Omar Torrijos

Tomás Fernández

Graduate in Philosophy and Letters from the UAB, former professor and former editor, he carries out the immense task of supplying the site (Biografías y vidas) with its contents and coordinating the development of its sections.

(Omar Torrijos Herrera; Santiago de Veraguas, 1929 – Olá, 1981) Panamanian military and politician. 

In 1903, Panama had obtained its independence from Colombia through a revolt encouraged by the United States with the intention of building an inter-oceanic navigation canal in its territory. The new country gave the United States a strip that divided it in half, where the canal was built in 1904-14. But the North American presence and Washington’s interference in Panamanian politics created, since the 1920s, a nationalist sentiment that had one of its spokespersons in Omar Torrijos.

Omar Torrijos continued military studies in El Salvador and completed his military training at the School of the Americas, run by the United States in the Panama Canal zone. He joined the Panamanian National Guard in 1952, with the rank of lieutenant, and in 1966 he was promoted to lieutenant colonel.

In 1968 he led a military uprising that overthrew President Arnulfo Arias Madrid, and installed Colonel José María Pinilla as president to govern indirectly. In 1969, while General Omar Torrijos was in Mexico, a coup d’état led by Colonels Silvera, Pinilla and Urrutia took place, who tried to overthrow him. However, after the intervention of Colonel Alejandro Arauz and other senior leaders who quelled the military revolt, the situation in Panama returned to normal. Torrijos dismissed Pinilla as president, after accusing him of plotting, and appointed another Government Board chaired by the Marxist Demetrio Lakas .

After elections held in August 1972, the National Assembly adopted a new Constitution and granted Torrijos extraordinary powers as Head of Government for six years. Torrijista politics, always pragmatic, was characterized by a marked nationalism with populist connotations and by its concrete achievements, as in the case of agrarian reform. Internally he had no qualms about condemning his political opponents to imprisonment or exile.

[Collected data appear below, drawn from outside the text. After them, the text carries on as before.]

pub mod client_ctx;
pub mod core_ctx;
pub mod router;
pub mod types;
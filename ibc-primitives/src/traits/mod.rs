mod proto;

pub use proto::*;
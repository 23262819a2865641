//! Defines identifier types

mod chain_id;
mod channel_id;
mod client_id;
mod client_type;
mod connection_id;
mod port_id;
mod sequence;

pub use chain_id::ChainId;
pub use channel_id::ChannelId;
pub use client_id::ClientId;
pub use client_type::ClientType;
pub use connection_id::ConnectionId;
pub use port_id::PortId;
pub use sequence::Sequence;
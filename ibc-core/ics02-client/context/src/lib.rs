//! This crate functions as an intermediary layer between the storage of host
//! chains and an IBC client implementation, providing developers with necessary
//! traits to craft their custom light clients. It streamlines the process of
//! integrating light clients with the host, enabling interaction with the store
//! for pertinent client state transitions.
#![no_std]
#![forbid(unsafe_code)]
#![cfg_attr(not(test), deny(clippy::unwrap_used))]
#![deny(trivial_numeric_casts, unused_import_braces)]

extern crate alloc;

#[cfg(feature = "std")]
extern crate std;

pub mod client_state;
pub mod consensus_state;

mod context;
pub use context::*;

/// Trait preludes for the ICS-02 client implementation.
pub mod prelude {
    pub use crate::client_state::*;
    pub use crate::consensus_state::*;
    pub use crate::context::*;
}

pub mod types {
    #[doc(inline)]
    pub use ibc_core_client_types::*;
}
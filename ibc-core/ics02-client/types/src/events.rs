//! Types for the IBC events emitted by the client module.

use ibc_core_host_types::identifiers::{ClientId, ClientType};
use ibc_primitives::prelude::*;

use crate::height::Height;

/// Client event types
pub const CREATE_CLIENT_EVENT: &str = "create_client";
pub const UPDATE_CLIENT_EVENT: &str = "update_client";

/// CreateClient event signals the creation of a new on-chain client (IBC client).
#[cfg_attr(feature = "serde", derive(serde::Serialize, serde::Deserialize))]
#[derive(Clone, Debug, PartialEq, Eq)]
pub struct CreateClient {
    client_id: ClientId,
    client_type: ClientType,
    consensus_height: Height,
}

impl CreateClient {
    pub fn new(client_id: ClientId, client_type: ClientType, consensus_height: Height) -> Self {
        Self {
            client_id,
            client_type,
            consensus_height,
        }
    }

    pub fn client_id(&self) -> &ClientId {
        &self.client_id
    }

    pub fn client_type(&self) -> &ClientType {
        &self.client_type
    }

    pub fn consensus_height(&self) -> &Height {
        &self.consensus_height
    }

    pub fn event_type(&self) -> &str {
        CREATE_CLIENT_EVENT
    }
}

/// UpdateClient event signals a recent update of an on-chain client (IBC Client).
#[cfg_attr(feature = "serde", derive(serde::Serialize, serde::Deserialize))]
#[derive(Clone, Debug, PartialEq, Eq)]
pub struct UpdateClient {
    client_id: ClientId,
    client_type: ClientType,
    consensus_height: Height,
    header: Vec<u8>,
}

impl UpdateClient {
    pub fn new(
        client_id: ClientId,
        client_type: ClientType,
        consensus_height: Height,
        header: Vec<u8>,
    ) -> Self {
        Self {
            client_id,
            client_type,
            consensus_height,
            header,
        }
    }

    pub fn client_id(&self) -> &ClientId {
        &self.client_id
    }

    pub fn client_type(&self) -> &ClientType {
        &self.client_type
    }

    pub fn consensus_height(&self) -> &Height {
        &self.consensus_height
    }

    pub fn header(&self) -> &Vec<u8> {
        &self.header
    }

    pub fn event_type(&self) -> &str {
        UPDATE_CLIENT_EVENT
    }
}
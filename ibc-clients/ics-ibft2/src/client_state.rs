//! This module includes trait implementations for the
//! `ibc_client_ibft2_types::ClientState` type. Implemented traits include
//! `ClientStateCommon`, `ClientStateValidation`, and `ClientStateExecution`.
//!
//! Note that this crate defines a newtype wrapper around the
//! `ibc_client_ibft2_types::ClientState` type in order to enable
//! implementing a foreign trait on a foreign type (i.e. the orphan rule in
//! Rust). As such, this module also includes some trait implementations that
//! serve to pass through traits implemented on the wrapped `ClientState` type.

use ibc_client_ibft2_types::error::Ibft2ClientError;
use ibc_client_ibft2_types::proto::v1::ClientState as RawIbft2ClientState;
use ibc_client_ibft2_types::ClientState as ClientStateType;
use ibc_core_client::types::error::ClientError;
use ibc_primitives::prelude::*;
use ibc_primitives::proto::{Any, Protobuf};

mod common;
mod execution;
mod update_client;
mod validation;

pub use common::*;
pub use execution::*;
pub use update_client::*;
pub use validation::*;

/// Newtype wrapper around the `ClientState` type imported from the
/// `ibc-client-ibft2-types` crate. This wrapper exists so that we can
/// bypass Rust's orphan rules and implement traits from
/// `ibc_core_client::context` on the `ClientState` type.
#[cfg_attr(feature = "serde", derive(serde::Serialize, serde::Deserialize))]
#[derive(Clone, Debug, PartialEq, Eq)]
pub struct ClientState(ClientStateType);

impl ClientState {
    pub fn inner(&self) -> &ClientStateType {
        &self.0
    }

    pub fn into_inner(self) -> ClientStateType {
        self.0
    }
}

impl From<ClientStateType> for ClientState {
    fn from(client_state: ClientStateType) -> Self {
        Self(client_state)
    }
}

impl Protobuf<RawIbft2ClientState> for ClientState {}

impl TryFrom<RawIbft2ClientState> for ClientState {
    type Error = Ibft2ClientError;

    fn try_from(raw: RawIbft2ClientState) -> Result<Self, Self::Error> {
        Ok(Self(ClientStateType::try_from(raw)?))
    }
}

impl From<ClientState> for RawIbft2ClientState {
    fn from(client_state: ClientState) -> Self {
        client_state.0.into()
    }
}

impl Protobuf<Any> for ClientState {}

impl TryFrom<Any> for ClientState {
    type Error = ClientError;

    fn try_from(raw: Any) -> Result<Self, Self::Error> {
        Ok(Self(ClientStateType::try_from(raw)?))
    }
}

impl From<ClientState> for Any {
    fn from(client_state: ClientState) -> Self {
        client_state.0.into()
    }
}
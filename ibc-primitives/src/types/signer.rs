use crate::prelude::*;

use derive_more::Display;

/// Represents the address of the signer of the current transaction
#[cfg_attr(feature = "serde", derive(serde::Serialize, serde::Deserialize))]
#[derive(Clone, Debug, PartialEq, Eq, PartialOrd, Ord, Hash, Display)]
pub struct Signer(String);

impl Signer {
    pub fn new(s: impl Into<String>) -> Self {
        Self(s.into())
    }

    pub fn new_empty() -> Self {
        Self::new(String::new())
    }

    pub fn is_empty(&self) -> bool {
        self.0.is_empty()
    }
}

impl From<String> for Signer {
    fn from(s: String) -> Self {
        Self(s)
    }
}

impl AsRef<str> for Signer {
    fn as_ref(&self) -> &str {
        self.0.as_str()
    }
}
//! Defines the context error type and its error-kind taxonomy

use core::fmt::{Display, Error as FmtError, Formatter};

use derive_more::From;
use displaydoc::Display;
use ibc_core_channel_types::error::{ChannelError, PacketError};
use ibc_core_client_types::error::ClientError;
use ibc_core_connection_types::error::ConnectionError;
use ibc_core_router_types::error::RouterError;
use ibc_primitives::prelude::*;

/// Top-level error returned by the handlers and the host contexts
#[derive(Debug, Display, From)]
pub enum ContextError {
    /// ICS02 Client error: {0}
    ClientError(ClientError),
    /// ICS03 Connection error: {0}
    ConnectionError(ConnectionError),
    /// ICS04 Channel error: {0}
    ChannelError(ChannelError),
    /// ICS04 Packet error: {0}
    PacketError(PacketError),
    /// ICS26 Routing error: {0}
    RouterError(RouterError),
    /// host error: {description}
    #[from(ignore)]
    HostError { description: String },
}

/// The kind of failure behind a [`ContextError`], coarse enough for a caller
/// to decide between retrying later, aborting, or switching to the timeout
/// path.
#[cfg_attr(feature = "serde", derive(serde::Serialize, serde::Deserialize))]
#[derive(Clone, Copy, Debug, PartialEq, Eq, Hash)]
pub enum ErrorKind {
    NotFound,
    InvalidState,
    StaleHeader,
    InvalidSignature,
    ProofVerificationFailed,
    UnexpectedSequence,
    DuplicatePacket,
    AlreadyAcknowledged,
    PacketTimedOut,
    TimeoutElapsed,
    NoCompatibleVersion,
    DuplicateHeight,
    Other,
}

impl ErrorKind {
    pub fn as_str(&self) -> &'static str {
        match self {
            Self::NotFound => "NotFound",
            Self::InvalidState => "InvalidState",
            Self::StaleHeader => "StaleHeader",
            Self::InvalidSignature => "InvalidSignature",
            Self::ProofVerificationFailed => "ProofVerificationFailed",
            Self::UnexpectedSequence => "UnexpectedSequence",
            Self::DuplicatePacket => "DuplicatePacket",
            Self::AlreadyAcknowledged => "AlreadyAcknowledged",
            Self::PacketTimedOut => "PacketTimedOut",
            Self::TimeoutElapsed => "TimeoutElapsed",
            Self::NoCompatibleVersion => "NoCompatibleVersion",
            Self::DuplicateHeight => "DuplicateHeight",
            Self::Other => "Other",
        }
    }
}

impl Display for ErrorKind {
    fn fmt(&self, f: &mut Formatter<'_>) -> Result<(), FmtError> {
        write!(f, "{}", self.as_str())
    }
}

impl ContextError {
    pub fn kind(&self) -> ErrorKind {
        match self {
            Self::ClientError(e) => client_error_kind(e),
            Self::ConnectionError(e) => connection_error_kind(e),
            Self::ChannelError(e) => channel_error_kind(e),
            Self::PacketError(e) => packet_error_kind(e),
            Self::RouterError(RouterError::UnknownPort { .. } | RouterError::ModuleNotFound) => {
                ErrorKind::NotFound
            }
            Self::RouterError(_) | Self::HostError { .. } => ErrorKind::Other,
        }
    }
}

fn client_error_kind(e: &ClientError) -> ErrorKind {
    match e {
        ClientError::ClientNotFound(_) | ClientError::ConsensusStateNotFound { .. } => {
            ErrorKind::NotFound
        }
        ClientError::ClientNotActive { .. } => ErrorKind::InvalidState,
        ClientError::StaleHeader { .. } | ClientError::StaleTimestamp { .. } => {
            ErrorKind::StaleHeader
        }
        ClientError::InvalidSignature { .. }
        | ClientError::InsufficientSignatures { .. }
        | ClientError::InsufficientTrustedOverlap { .. } => ErrorKind::InvalidSignature,
        ClientError::FailedProofVerification(_)
        | ClientError::MismatchedCommitmentPrefix { .. } => ErrorKind::ProofVerificationFailed,
        ClientError::DuplicateHeight { .. } => ErrorKind::DuplicateHeight,
        _ => ErrorKind::Other,
    }
}

/// A light client rejecting a proof is a verification failure unless the
/// client error itself is more specific.
fn proof_error_kind(e: &ClientError) -> ErrorKind {
    match client_error_kind(e) {
        ErrorKind::Other => ErrorKind::ProofVerificationFailed,
        kind => kind,
    }
}

fn connection_error_kind(e: &ConnectionError) -> ErrorKind {
    match e {
        ConnectionError::Client(e) => client_error_kind(e),
        ConnectionError::ConnectionNotFound { .. } => ErrorKind::NotFound,
        ConnectionError::InvalidState { .. } => ErrorKind::InvalidState,
        ConnectionError::NoCompatibleVersion
        | ConnectionError::VersionNotSupported { .. }
        | ConnectionError::FeatureNotSupported { .. } => ErrorKind::NoCompatibleVersion,
        ConnectionError::InvalidProof(_) => ErrorKind::ProofVerificationFailed,
        ConnectionError::VerifyConnectionState(e) => proof_error_kind(e),
        _ => ErrorKind::Other,
    }
}

fn channel_error_kind(e: &ChannelError) -> ErrorKind {
    match e {
        ChannelError::Connection(e) => connection_error_kind(e),
        ChannelError::Client(e) => client_error_kind(e),
        ChannelError::ChannelNotFound { .. } => ErrorKind::NotFound,
        ChannelError::InvalidState { .. }
        | ChannelError::ChannelClosed
        | ChannelError::ConnectionNotOpen { .. }
        | ChannelError::MissingConnectionCounterparty { .. } => ErrorKind::InvalidState,
        ChannelError::InvalidProof(_) => ErrorKind::ProofVerificationFailed,
        ChannelError::VerifyChannelFailed(e) => proof_error_kind(e),
        ChannelError::ChannelFeatureNotSupportedByConnection { .. }
        | ChannelError::VersionNotSupported { .. } => ErrorKind::NoCompatibleVersion,
        _ => ErrorKind::Other,
    }
}

fn packet_error_kind(e: &PacketError) -> ErrorKind {
    match e {
        PacketError::Connection(e) => connection_error_kind(e),
        PacketError::Channel(e) => channel_error_kind(e),
        PacketError::Client(e) => client_error_kind(e),
        PacketError::ChannelNotOpen { .. } => ErrorKind::InvalidState,
        PacketError::UnexpectedSequence { .. } => ErrorKind::UnexpectedSequence,
        PacketError::DuplicatePacket { .. } | PacketError::AcknowledgementExists { .. } => {
            ErrorKind::DuplicatePacket
        }
        PacketError::AlreadyAcknowledged { .. } => ErrorKind::AlreadyAcknowledged,
        PacketError::PacketTimedOut { .. } => ErrorKind::PacketTimedOut,
        PacketError::TimeoutElapsed { .. } => ErrorKind::TimeoutElapsed,
        PacketError::InvalidProof(_) => ErrorKind::ProofVerificationFailed,
        PacketError::PacketVerificationFailed { client_error, .. } => {
            proof_error_kind(client_error)
        }
        _ => ErrorKind::Other,
    }
}

impl From<ContextError> for ClientError {
    fn from(context_error: ContextError) -> Self {
        match context_error {
            ContextError::ClientError(e) => e,
            _ => ClientError::Other {
                description: context_error.to_string(),
            },
        }
    }
}

impl From<ContextError> for ConnectionError {
    fn from(context_error: ContextError) -> Self {
        match context_error {
            ContextError::ConnectionError(e) => e,
            ContextError::ClientError(e) => ConnectionError::Client(e),
            _ => ConnectionError::Other {
                description: context_error.to_string(),
            },
        }
    }
}

impl From<ContextError> for ChannelError {
    fn from(context_error: ContextError) -> Self {
        match context_error {
            ContextError::ChannelError(e) => e,
            ContextError::ConnectionError(e) => ChannelError::Connection(e),
            ContextError::ClientError(e) => ChannelError::Client(e),
            _ => ChannelError::Other {
                description: context_error.to_string(),
            },
        }
    }
}

impl From<ContextError> for PacketError {
    fn from(context_error: ContextError) -> Self {
        match context_error {
            ContextError::PacketError(e) => e,
            ContextError::ChannelError(e) => PacketError::Channel(e),
            ContextError::ConnectionError(e) => PacketError::Connection(e),
            ContextError::ClientError(e) => PacketError::Client(e),
            _ => PacketError::Other {
                description: context_error.to_string(),
            },
        }
    }
}

#[cfg(feature = "std")]
impl std::error::Error for ContextError {
    fn source(&self) -> Option<&(dyn std::error::Error + 'static)> {
        match self {
            Self::ClientError(e) => Some(e),
            Self::ConnectionError(e) => Some(e),
            Self::ChannelError(e) => Some(e),
            Self::PacketError(e) => Some(e),
            Self::RouterError(e) => Some(e),
            Self::HostError { .. } => None,
        }
    }
}

#[cfg(test)]
mod tests {
    use ibc_core_client_types::Height;
    use ibc_core_commitment_types::error::CommitmentError;
    use ibc_core_host_types::identifiers::{ChannelId, ConnectionId, PortId, Sequence};
    use rstest::rstest;

    use super::*;

    fn height(h: u64) -> Height {
        Height::new(0, h).unwrap()
    }

    #[rstest]
    #[case(
        ConnectionError::ConnectionNotFound { connection_id: ConnectionId::new(0) }.into(),
        ErrorKind::NotFound
    )]
    #[case(
        ChannelError::ChannelNotFound { port_id: PortId::transfer(), channel_id: ChannelId::new(0) }.into(),
        ErrorKind::NotFound
    )]
    #[case(
        ClientError::StaleHeader { header_height: height(1), latest_height: height(2) }.into(),
        ErrorKind::StaleHeader
    )]
    #[case(
        ClientError::InsufficientSignatures { signed: 1, total: 4 }.into(),
        ErrorKind::InvalidSignature
    )]
    #[case(ConnectionError::NoCompatibleVersion.into(), ErrorKind::NoCompatibleVersion)]
    #[case(
        PacketError::PacketVerificationFailed {
            sequence: Sequence::from(1),
            client_error: ClientError::FailedProofVerification(CommitmentError::EmptyMerkleProof),
        }.into(),
        ErrorKind::ProofVerificationFailed
    )]
    #[case(
        PacketError::Channel(ChannelError::ChannelClosed).into(),
        ErrorKind::InvalidState
    )]
    #[case(
        PacketError::AlreadyAcknowledged { sequence: Sequence::from(3) }.into(),
        ErrorKind::AlreadyAcknowledged
    )]
    #[case(
        ClientError::DuplicateHeight { client_id: "hb-ibft2-0".parse().unwrap(), height: height(5) }.into(),
        ErrorKind::DuplicateHeight
    )]
    #[case(
        ContextError::HostError { description: "disk full".to_string() },
        ErrorKind::Other
    )]
    fn error_kinds(#[case] error: ContextError, #[case] kind: ErrorKind) {
        assert_eq!(error.kind(), kind);
    }
}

However, the most notable event of his time as head of the Government were the negotiations with the United States over the Panama Canal zone. His pressure to recover sovereignty over the canal found an echo in the good neighbor policy of North American President Carter. The talks, which began with an agreement in principle in 1974, continued until June 1978. In the agreement, the United States undertook to gradually restore sovereignty over the canal to the Panamanian state, a process that was to conclude with the total and definitive on January 1, 2000.

Once the new agreements on the canal were ratified (by a plebiscite in Panama and by the Senate in the United States), Omar Torrijos fulfilled his promise. In August 1978 he appointed the until then Minister of Education, Arístides Royo, president of the Republic of Panama, and on October 11 he ordered the withdrawal of the National Guard barracks and left the government in the hands of civilians. Torrijos would reserve a single position for himself: that of commander in chief of the National Guard.

Although Torrijos continued to hold the leadership of the regime and founded the Panamanian Democratic Revolutionary Party, he increasingly dedicated himself to foreign policy. Thus, he became an arbitrator and advisor on numerous vital issues of Panamanian foreign relations; the most notable was the support provided to the Sandinistas in 1978 and 1979 to overthrow the dictatorial regime of Anastasio Somoza in Nicaragua.

Torrijos was the creator of the so-called telephone diplomacy in Latin America and exerted a charismatic influence on the Latin American left. Some Third World leaders urged him to compete with his friend, Cuban President Fidel Castro, for the leadership of the Non-Aligned Movement, an organization in which he was always highly respected. Killed in a mysterious plane crash in 1981, his nationalist policies were continued by General Noriega, who was overthrown, kidnapped and imprisoned in the United States during Bush’s time.